▶ The problem: Among the records, which lines hold the word "super"? Pick them out.

Dataset entries:
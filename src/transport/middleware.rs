//! 中间件 - 请求/响应拦截和处理

use super::http_client::HttpResponse;
use crate::error::Result;
use async_trait::async_trait;

/// 中间件特征
#[async_trait]
pub trait Middleware: Send + Sync {
    /// 处理请求前
    async fn before_request(&self, _url: &str, _method: &str) -> Result<()> {
        Ok(())
    }

    /// 处理请求后
    async fn after_response(&self, _url: &str, _response: &HttpResponse) -> Result<()> {
        Ok(())
    }

    /// 处理错误
    async fn on_error(&self, _url: &str, _error: &crate::error::AcmeError) -> Result<()> {
        Ok(())
    }
}

/// 中间件链
pub struct MiddlewareChain {
    middlewares: Vec<Box<dyn Middleware>>,
}

impl MiddlewareChain {
    /// 创建新的中间件链
    pub fn new() -> Self {
        Self {
            middlewares: Vec::new(),
        }
    }

    /// 添加中间件
    pub fn add<M: Middleware + 'static>(mut self, middleware: M) -> Self {
        self.middlewares.push(Box::new(middleware));
        self
    }

    /// 执行请求前钩子
    pub async fn before_request(&self, url: &str, method: &str) -> Result<()> {
        for middleware in &self.middlewares {
            middleware.before_request(url, method).await?;
        }
        Ok(())
    }

    /// 执行响应后钩子
    pub async fn after_response(&self, url: &str, response: &HttpResponse) -> Result<()> {
        for middleware in &self.middlewares {
            middleware.after_response(url, response).await?;
        }
        Ok(())
    }

    /// 执行错误钩子
    pub async fn on_error(&self, url: &str, error: &crate::error::AcmeError) -> Result<()> {
        for middleware in &self.middlewares {
            middleware.on_error(url, error).await?;
        }
        Ok(())
    }
}

impl Default for MiddlewareChain {
    fn default() -> Self {
        Self::new()
    }
}

/// 日志中间件
pub struct LoggingMiddleware {
    /// 是否记录请求体
    log_body: bool,
}

impl LoggingMiddleware {
    /// 创建新的日志中间件
    pub fn new(log_body: bool) -> Self {
        Self { log_body }
    }
}

#[async_trait]
impl Middleware for LoggingMiddleware {
    async fn before_request(&self, url: &str, method: &str) -> Result<()> {
        tracing::debug!("{}  {}", method, url);
        Ok(())
    }

    async fn after_response(&self, url: &str, response: &HttpResponse) -> Result<()> {
        tracing::debug!("<- {} (status: {})", url, response.status);
        Ok(())
    }

    async fn on_error(&self, url: &str, error: &crate::error::AcmeError) -> Result<()> {
        tracing::error!("Request failed: {} - {:?}", url, error);
        Ok(())
    }
}

/// 超时中间件
pub struct TimeoutMiddleware {
    timeout_secs: u64,
}

impl TimeoutMiddleware {
    /// 创建新的超时中间件
    pub fn new(timeout_secs: u64) -> Self {
        Self { timeout_secs }
    }
}

#[async_trait]
impl Middleware for TimeoutMiddleware {
    async fn before_request(&self, _url: &str, _method: &str) -> Result<()> {
        // 实现实际的超时检查
        Ok(())
    }
}

/// 重试中间件
pub struct RetryMiddleware {
    max_retries: u32,
}

impl RetryMiddleware {
    /// 创建新的重试中间件
    pub fn new(max_retries: u32) -> Self {
        Self { max_retries }
    }
}

#[async_trait]
impl Middleware for RetryMiddleware {
    async fn on_error(&self, _url: &str, _error: &crate::error::AcmeError) -> Result<()> {
        // 实现实际的重试逻辑
        Ok(())
    }
}

#[cfg(test)]
mod tests {
    use super::*;

    struct TestMiddleware {
        called: std::sync::Arc<std::sync::atomic::AtomicBool>,
    }

    #[async_trait]
    impl Middleware for TestMiddleware {
        async fn before_request(&self, _url: &str, _method: &str) -> Result<()> {
            self.called
                .store(true, std::sync::atomic::Ordering::Relaxed);
            Ok(())
        }
    }

    #[tokio::test]
    async fn test_middleware_chain() {
        let called = std::sync::Arc::new(std::sync::atomic::AtomicBool::new(false));
        let middleware = TestMiddleware {
            called: called.clone(),
        };

        let chain = MiddlewareChain::new().add(middleware);
        chain.before_request("http://example.com", "GET").await.ok();

        assert!(called.load(std::sync::atomic::Ordering::Relaxed));
    }
}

▶ Solution to this exercise:
use super::http_client::HttpResponse;
    use super::*;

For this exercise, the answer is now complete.